Technically there are no claims. :-) However, still, in order for me to understand you, explain your methodology of using bars.

And it's much worse with self-similarity. So you're saying that before we can count Hearst and draw any conclusions we have to establish the presence of self-similarity ? Is that in Hirst's definition? Or in some of his other theoretical positions ? Then legitimate questions arise - in what way are you going to establish the existence of self-similarity ? is there any justification for this method ? does SB not have the property of self-similarity ? etc.

Actually I assumed that for any series one can calculate the fractal dimension and hence the Hurst exponent. So is this naive ?

Candid:

3. Where are the arguments? By the way, notice that I never claimed that bar series are a priori self-similar.

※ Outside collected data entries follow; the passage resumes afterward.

//! BOM command: generate a bill of materials from a design file.

use crate::cli::common::{to_json, write_output, CliResult, DesignInput};
use crate::export::generate_bom_table;
use crate::services::generate_bom;
use clap::{Args, ValueEnum};
use std::path::PathBuf;

/// Output format of the BOM command
#[derive(Debug, Clone, Copy, PartialEq, Eq, Default, ValueEnum)]
pub enum BomFormat {
    /// `BomResult` JSON
    #[default]
    Json,
    /// Markdown parts list
    Markdown,
}

/// Generate a bill of materials
#[derive(Debug, Clone, Args)]
pub struct BomArgs {
    /// Design input
    #[command(flatten)]
    pub input: DesignInput,

    /// Output format
    #[arg(short, long, value_enum, default_value_t = BomFormat::Json)]
    pub format: BomFormat,

    /// Write to FILE instead of stdout
    #[arg(short, long, value_name = "FILE")]
    pub output: Option<PathBuf>,
}

impl BomArgs {
    /// Execute the bom command
    pub fn execute(&self) -> CliResult<()> {
        let (parsed, rules) = self.input.load()?;
        let bom = generate_bom(&parsed.design, &rules);

        let content = match self.format {
            BomFormat::Json => to_json(&bom)?,
            BomFormat::Markdown => generate_bom_table(&bom),
        };
        write_output(self.output.as_deref(), &content)?;

        if let Some(path) = &self.output {
            eprintln!(
                "✓ {} items, {} sheets written to {}",
                bom.summary.total_items,
                bom.summary.estimated_sheets,
                path.display()
            );
        }
        Ok(())
    }
}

I didn't ask about arguments. The questions I asked were only about clarifying your position. They were also about trying to explain the reasons for my doubts. I'm not disputing your point of view, I just want to understand.

 
Prival:

Bragging is bad, but I couldn't stand it. There's a branch here that remembers that from level to level... with small stops. 16 figures ... pyramiding ...

https://www.mql5.com/ru/forum/126769/page429


This page is Prival's post with pictures. This is about ticks, for those who think bars are better.

 

What's the point of Hearst, anyway? :) It's a lagging characteristic "in the frontal direction" on a continuous section. The main thing is to determine the required process in time and match it. Hurst is good only for theoretical research, but not for practical trading.